Мне с самых ранних лет было знакомо ощущение «в зобу дыханье сперло». Когда выступают слезы от избытка чувств. Я ревел, когда Лемешев пел: «Скажите, девушки, подружке вашей, что я ночей не сплю, о ней мечтая…» От экзальтации чувств. Кто-то скажет: это – сентиментальность. Мне кажется иначе. Это – растревоженность рано проснувшейся эмоциональной натуры. Как будто кто-то перышком по сердцу скребет нежно-нежно, а ты его подставляешь, подставляешь… А потом уже сам бежишь за этим самым перышком. Не можешь без этого жить. Для меня, как для профессионала, такое засасывающее удовольствие – сцена. А в детстве, в юности, это был поиск чувств. Погоня за эмоцией: «и всюду страсти роковые, и от судеб защиты нет». Никак не меньше. И сейчас, когда сидишь на спектакле, хотя бы «Месяц в деревне» у Фоменко, все мило, мило, а потом девочка эта, Полина Кутепова, возьмет такую ноту, что сразу же откликаешься на нее слезным спазмом. И Лена Майорова в четвертом акте «Трех сестер» так складывалась пополам, что невозможно было не ощутить ее боль физически. Когда в театре подступает к твоему горлу ком – это значит, что, грубо говоря, тебя достали, прошибли, добили, а не просто показали набор многозначительных символов».

В Саратове Судьба стала методично, целенаправленно готовить моего героя к уже оговоренному «прекрасному». И начался этот длительный процесс довольно рано. Первый раз Мария Андреевна повела сынишку в театр на балет еще до войны, то есть в пятилетнем возрасте. Как сам потом вспоминал, неподдельно горячие его чувства от увиденного оказались решительно шовинистическими. Уже зная, что он – «на четвертинку поляк», пацан страшно вознегодовал по поводу татарских набегов на польское государство. И при этом сильно сочувствовал Марии, которую принуждали к сожительству. Ее партию танцевала, как говорила бабушка, «пидстаркувата» звезда, и Олегу было по-человечески жаль пожилую женщину – такие сложные жестикуляции! Примерно в то же время мальчишка посмотрел в Саратовской драме пьесу о Суворове. Тогда в моду стремительно входила патриотическая драматургия. Великий полководец съезжал на жопе с горки из папье-маше незабываемо бурого цвета.

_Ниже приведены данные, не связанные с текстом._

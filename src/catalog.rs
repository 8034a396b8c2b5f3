use crate::error::CatalogError;
use itertools::Itertools;

pub const DEFAULT_CHALLENGES: [&str; 7] =
    ["grin", "angry", "shush", "peek", "kiss", "tongue", "scream"];

/// Ordered, immutable set of challenge identifiers for a game.
#[derive(Debug, Clone, PartialEq, Eq)]
pub struct ChallengeCatalog {
    ids: Vec<String>,
}

impl ChallengeCatalog {
    pub fn new<I, S>(ids: I) -> Result<Self, CatalogError>
    where
        I: IntoIterator<Item = S>,
        S: Into<String>,
    {
        let ids: Vec<String> = ids.into_iter().map(Into::into).collect();
        if ids.is_empty() {
            return Err(CatalogError::Empty);
        }
        if let Some(dup) = ids.iter().duplicates().next() {
            return Err(CatalogError::Duplicate(dup.clone()));
        }
        Ok(Self { ids })
    }

    /// Parse a classifier labels file where each line reads `<index> <label>`.
    pub fn from_labels(text: &str) -> Result<Self, CatalogError> {
        let mut ids = Vec::new();
        for (n, line) in text.lines().enumerate() {
            let line = line.trim();
            if line.is_empty() {
                continue;
            }
            let mut parts = line.split_whitespace();
            match (parts.next(), parts.next()) {
                (Some(_index), Some(label)) => ids.push(label.to_string()),
                _ => {
                    return Err(CatalogError::MalformedLabels {
                        line: n + 1,
                        content: line.to_string(),
                    })
                }
            }
        }
        Self::new(ids)
    }

    pub fn ids(&self) -> &[String] {
        &self.ids
    }

    pub fn len(&self) -> usize {
        self.ids.len()
    }

    pub fn is_empty(&self) -> bool {
        self.ids.is_empty()
    }
}

impl Default for ChallengeCatalog {
    fn default() -> Self {
        Self {
            ids: DEFAULT_CHALLENGES.iter().map(|s| s.to_string()).collect(),
        }
    }
}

Примечательно, впрочем, что уже тогда познания Олега о Суворове значительно превосходили то, что могла себе позволить предвоенная советская пьеса. Благодаря уже упоминаемым книжкам дореволюционного марксовского издания, он всегда неплохо знал российскую историю. Изложенная со сцены, она навсегда запечатлевалась в душе будущего актера.